This project demonstrates the application of reinforcement learning (RL) to play the Super Mario Bros game using the Proximal Policy Optimization (PPO) algorithm. The game environment undergoes pre-processing steps to prepare the state inputs for the RL agent.
- Grayscale Conversion: The original game images are converted to grayscale, which reduces the computational load by simplifying the input data. This is crucial for enhancing the performance of the learning algorithm.
-
Frame Stacking: Multiple consecutive frames are stacked together.

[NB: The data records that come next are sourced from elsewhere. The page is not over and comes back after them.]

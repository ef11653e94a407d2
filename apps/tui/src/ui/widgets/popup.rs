use ratatui::layout::{Constraint, Flex, Layout, Rect};

/// A rect of the given percentage size centered in `area`.
pub fn centered_rect(percent_x: u16, percent_y: u16, area: Rect) -> Rect {
    let [row] = Layout::vertical([Constraint::Percentage(percent_y)])
        .flex(Flex::Center)
        .areas(area);
    let [popup] = Layout::horizontal([Constraint::Percentage(percent_x)])
        .flex(Flex::Center)
        .areas(row);
    popup
}
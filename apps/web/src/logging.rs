use std::io;

use tracing::{Level, Metadata};
use tracing_subscriber::fmt::MakeWriter;

/// Hands each formatted event to the browser console at its level.
#[derive(Debug, Clone, Copy)]
struct Console;

struct ConsoleWriter {
    level: Level,
    buffer: Vec<u8>,
}

impl io::Write for ConsoleWriter {
    fn write(&mut self, bytes: &[u8]) -> io::Result<usize> {
        self.buffer.extend_from_slice(bytes);
        Ok(bytes.len())
    }

    fn flush(&mut self) -> io::Result<()> {
        Ok(())
    }
}

// The formatter writes one whole event per writer.
impl Drop for ConsoleWriter {
    fn drop(&mut self) {
        let Some(line) = event_line(&self.buffer) else {
            return;
        };
        let line = wasm_bindgen::JsValue::from(line);
        match self.level {
            Level::ERROR => web_sys::console::error_1(&line),
            Level::WARN => web_sys::console::warn_1(&line),
            Level::INFO => web_sys::console::info_1(&line),
            _ => web_sys::console::debug_1(&line),
        }
    }
}

impl<'a> MakeWriter<'a> for Console {
    type Writer = ConsoleWriter;

    fn make_writer(&'a self) -> Self::Writer {
        ConsoleWriter {
            level: Level::INFO,
            buffer: Vec::new(),
        }
    }

    fn make_writer_for(&'a self, meta: &Metadata<'_>) -> Self::Writer {
        ConsoleWriter {
            level: *meta.level(),
            buffer: Vec::new(),
        }
    }
}

fn event_line(buffer: &[u8]) -> Option<String> {
    let line = String::from_utf8_lossy(buffer);
    let line = line.trim_end();
    (!line.is_empty()).then(|| line.to_string())
}

/// Route `tracing` events from the explorer and the core crate to the
/// browser console. The browser has no clock the formatter can read, so
/// lines carry no timestamp.
pub fn init_logging() {
    let result = tracing_subscriber::fmt()
        .with_max_level(Level::DEBUG)
        .without_time()
        .with_writer(Console)
        .try_init();
    if let Err(error) = result {
        web_sys::console::error_1(&format!("Failed to initialise logging: {error}").into());
    }
}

This technique provides a temporal dimension to the inputs, allowing the agent to understand and predict the trajectory and velocity of Mario and his enemies.
These preprocessing techniques are essential for efficient training of the RL agent, enabling it to perform better by understanding the dynamics of the game environment.
- Clone the repository.
git clone [email protected]:Sukruthi-C/RL-for-Super-Mario.git
- Install the pre-requisities.
cd RL-for-Super-Mario
- Install dependencies
pip install gym_super_mario_bros
pip install stable-baselines3[extra]
pip install matplotlib
pip install pytorch
- Run all code the blocks on jupyter notebook
The model was trained for 1000000 iterations with a learning rate of 1e-7 with cnn policy and 2000000 iterations with a learning rate of 1e-6 with a mlp policy, batch size of 64 and number of steps of 512. The one with the lower learning rate performed better. However, the model needs to be trained more than this to perform better. As you can see in the gifs attached above that Mario cannot pass the first level with this. Due to GPU limitations, this remains a work for the future.